Afora o fato de o Supremo Tribunal Federal, em 2016, ter respondido ao tema do mesmo modo que em 1991 – embora com ligeiras alterações jurídicas –, tem-se o seguinte quadro: muitos juristas, advogados, magistrados e demais operadores do direito entendem ser preciso rediscutir o que foi decidido pelo Supremo em 2016, sob o fundamento de que a execução provisória da pena violaria o princípio constitucional da presunção de não culpabilidade, ou o princípio constitucional da presunção de inocência. Em relação a esse argumento, duas observações devem ser feitas: a primeira diz respeito à configuração jurídica de cada um desses princípios. É sabido que, no campo da construção do conhecimento jurídico, há disputas de toda ordem no que concerne ao conteúdo de categorias conceituais. Logo, um primeiro impasse se apresenta: mas, afinal, o que é presunção de inocência? E o que é presunção de não culpabilidade?

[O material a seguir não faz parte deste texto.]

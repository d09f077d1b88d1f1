//! One-time process-wide engine initialization.
//!
//! [`startup`] must run once before image work begins. It is guarded by a
//! mutex around a running flag: the first call applies configuration, every
//! later call logs a warning and changes nothing. There is no shutdown —
//! settings live for the process.
//!
//! One condition is fatal: the baseline JPEG/PNG codecs missing from the
//! linked engine. That reflects an unusable build, not a recoverable request.
//! Per-image failures elsewhere in the crate are ordinary [`Error`] values.
//!
//! [`Error`]: crate::Error

use crate::config::{EffectiveSettings, StartupConfig};
use crate::registry;
use crate::types::ImageType;
use std::sync::{Mutex, OnceLock, PoisonError};

static RUNNING: Mutex<bool> = Mutex::new(false);
static SETTINGS: OnceLock<EffectiveSettings> = OnceLock::new();

/// Initialize the engine with the given tunables.
///
/// Idempotent: a second call logs a warning and returns without reapplying
/// anything. Panics if the engine build lacks the baseline JPEG and PNG
/// codecs.
///
/// The concurrency level sizes the global worker pool used for parallel
/// pixel fills. If the host already built that pool, the setting cannot be
/// applied and a warning is logged; everything else still takes effect.
pub fn startup(config: &StartupConfig) {
    let mut running = RUNNING.lock().unwrap_or_else(PoisonError::into_inner);
    if *running {
        tracing::warn!("image engine already started");
        return;
    }

    assert_baseline_codecs();

    let settings = config.resolve();
    if let Err(err) = rayon::ThreadPoolBuilder::new()
        .num_threads(settings.concurrency)
        .build_global()
    {
        tracing::warn!(
            error = %err,
            "worker pool already initialized; concurrency setting not applied"
        );
    }

    tracing::info!(
        concurrency = settings.concurrency,
        cache_max_files = settings.max_cache_files,
        cache_max_mem = settings.max_cache_mem,
        cache_max = settings.max_cache_size,
        report_leaks = settings.report_leaks,
        cache_trace = settings.cache_trace,
        "image engine started"
    );
    let _ = SETTINGS.set(settings);

    registry::init_types();
    *running = true;
}

/// Whether [`startup`] has completed.
pub fn is_running() -> bool {
    *RUNNING.lock().unwrap_or_else(PoisonError::into_inner)
}

/// Settings recorded by the first [`startup`] call, or `None` before it.
pub fn effective_settings() -> Option<&'static EffectiveSettings> {
    SETTINGS.get()
}

/// The engine is unusable without its baseline codecs; refuse to run rather
/// than fail on every later operation.
fn assert_baseline_codecs() {
    for ty in [ImageType::Jpeg, ImageType::Png] {
        let available = ty
            .engine_format()
            .is_some_and(|format| format.reading_enabled() && format.writing_enabled());
        if !available {
            panic!("image engine build is missing the {} codec", ty.name());
        }
    }
}

#[cfg(test)]
mod tests {
    use super::*;
    use crate::config::DEFAULT_MAX_CACHE_SIZE;

    #[test]
    fn startup_twice_keeps_first_settings_and_does_not_panic() {
        startup(&StartupConfig {
            concurrency: 2,
            ..Default::default()
        });
        assert!(is_running());
        let first = effective_settings().unwrap().clone();
        assert_eq!(first.concurrency, 2);
        assert_eq!(first.max_cache_size, DEFAULT_MAX_CACHE_SIZE);

        startup(&StartupConfig {
            concurrency: 7,
            max_cache_size: 9,
            ..Default::default()
        });
        assert_eq!(effective_settings().unwrap(), &first);
    }
}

Cumpre anotar que, se a doutrina diverge, procura, por outro lado, firmar alguns consensos. A Constituição de 1988 diz que “ninguém será considerado culpado até o trânsito em julgado da sentença penal condenatória”. Dali se extrai a presunção de inocência. A presunção de inocência é princípio informador de toda a persecução penal. Deve ser observada em todos os atos do processo (in dubio, pro reo). Todavia, dali se extrai, também, o princípio geral da não culpabilidade. A culpabilidade pode ser relacionada a um juízo objetivo de (des)valor, de reprovabilidade. Reprovabilidade objetiva. E a culpa enquanto juízo objetivo de (des)valor surgiria, somente, com o trânsito em julgado. É a ideia do “rol de culpados”, expressão, é verdade, de um processo penal inquisitório, autoritário. Lembremo-nos de que a Constituição de 1988, embora progressista, vem embebida de alguns conceitos construídos em um contexto autoritário, que imediatamente lhe precedeu.

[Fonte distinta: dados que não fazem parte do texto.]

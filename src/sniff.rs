//! Magic-byte format classification.
//!
//! Sniffing never calls the engine: it reads leading bytes and consults the
//! codec support table. A TIFF- or WebP-shaped buffer in a build without that
//! codec classifies as `Unknown`, so nothing downstream attempts a decode
//! that cannot succeed.

use crate::registry;
use crate::types::ImageType;

/// Shortest buffer the rules can classify; anything shorter is `Unknown`.
const MIN_SNIFF_LEN: usize = 12;

const JPEG_MAGIC: [u8; 3] = [0xFF, 0xD8, 0xFF];
const PNG_MAGIC: [u8; 4] = [0x89, 0x50, 0x4E, 0x47];
const TIFF_MAGIC_LE: [u8; 4] = [0x49, 0x49, 0x2A, 0x00];
const TIFF_MAGIC_BE: [u8; 4] = [0x4D, 0x4D, 0x00, 0x2A];
/// RIFF container tag at bytes 8..12.
const WEBP_TAG: &[u8; 4] = b"WEBP";

/// Classify a buffer by its leading bytes. First matching rule wins.
///
/// ```
/// use bufimg::{determine_image_type, ImageType};
///
/// let mut jpeg = vec![0xFF, 0xD8, 0xFF];
/// jpeg.resize(12, 0);
/// assert_eq!(determine_image_type(&jpeg), ImageType::Jpeg);
///
/// // Buffers shorter than 12 bytes are never classified.
/// assert_eq!(determine_image_type(&[0xFF, 0xD8, 0xFF]), ImageType::Unknown);
/// ```
pub fn determine_image_type(buf: &[u8]) -> ImageType {
    classify(
        buf,
        registry::is_type_supported(ImageType::Tiff),
        registry::is_type_supported(ImageType::WebP),
    )
}

fn classify(buf: &[u8], tiff_supported: bool, webp_supported: bool) -> ImageType {
    if buf.len() < MIN_SNIFF_LEN {
        return ImageType::Unknown;
    }
    if buf[..3] == JPEG_MAGIC {
        return ImageType::Jpeg;
    }
    if buf[..4] == PNG_MAGIC {
        return ImageType::Png;
    }
    if tiff_supported && (buf[..4] == TIFF_MAGIC_LE || buf[..4] == TIFF_MAGIC_BE) {
        return ImageType::Tiff;
    }
    if webp_supported && buf[8..12] == *WEBP_TAG {
        return ImageType::WebP;
    }
    ImageType::Unknown
}

#[cfg(test)]
mod tests {
    use super::*;

    fn padded(head: &[u8]) -> Vec<u8> {
        let mut buf = head.to_vec();
        buf.resize(MIN_SNIFF_LEN.max(buf.len()), 0);
        buf
    }

    #[test]
    fn short_buffers_are_unknown() {
        for len in 0..MIN_SNIFF_LEN {
            let buf = vec![0xFF; len];
            assert_eq!(classify(&buf, true, true), ImageType::Unknown, "len {len}");
        }
    }

    #[test]
    fn jpeg_magic_wins_regardless_of_remaining_content() {
        let mut buf = padded(&[0xFF, 0xD8, 0xFF]);
        buf.extend_from_slice(b"WEBPgarbage");
        assert_eq!(classify(&buf, true, true), ImageType::Jpeg);
    }

    #[test]
    fn png_magic_classifies_as_png() {
        assert_eq!(
            classify(&padded(&PNG_MAGIC), true, true),
            ImageType::Png
        );
    }

    #[test]
    fn tiff_magic_both_byte_orders() {
        assert_eq!(classify(&padded(&TIFF_MAGIC_LE), true, true), ImageType::Tiff);
        assert_eq!(classify(&padded(&TIFF_MAGIC_BE), true, true), ImageType::Tiff);
    }

    #[test]
    fn tiff_magic_without_tiff_support_is_unknown() {
        assert_eq!(
            classify(&padded(&TIFF_MAGIC_LE), false, true),
            ImageType::Unknown
        );
    }

    #[test]
    fn webp_tag_at_offset_eight() {
        let mut buf = b"RIFF\x24\x00\x00\x00".to_vec();
        buf.extend_from_slice(WEBP_TAG);
        assert_eq!(classify(&buf, true, true), ImageType::WebP);
        assert_eq!(classify(&buf, true, false), ImageType::Unknown);
    }

    #[test]
    fn arbitrary_bytes_are_unknown() {
        assert_eq!(classify(&padded(b"GIF89a"), true, true), ImageType::Unknown);
        assert_eq!(classify(&[0u8; 64], true, true), ImageType::Unknown);
    }
}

A segunda observação diz respeito aos princípios constitucionais propriamente ditos. Sabe-se, com base em estudos avançados no campo da teoria dos direitos fundamentais e na prática jurídica, que esses direitos envolvem uma pluralidade de valores e uma complexidade tamanha que a sua aplicação impõe certa dose de sensibilidade e de flexibilidade, admitindo restrições. Adicionalmente, uma moderna teoria do direito e da interpretação jurídica propõe que, bem da verdade, do dispositivo constitucional enunciado acima pode-se extrair uma norma com características tanto de regra quanto de princípio. Finalmente, é de se discutir, também, se os “princípios” referenciados seriam princípios de direito material ou princípios de direito processual, e quais as consequências práticas da diferenciação. O presente texto começou com um questionamento: a execução provisória de pena é constitucional? Resposta: sim, é constitucional. A Constituição de 1988 não proíbe o cumprimento de pena após a confirmação da sentença condenatória em segundo grau de jurisdição. Entender em contrário é admitir o absurdo de que enunciados constitucionais não comportariam interpretação. E, igualmente, admitir o absurdo de que a Constituição se interpreta “em tiras” (nas palavras de Eros Grau), ou à parte de toda uma jurisprudência que vem sendo construída pelo tribunal, com fundamento sobre a ordem jurídica (sistema jurídico) brasileira.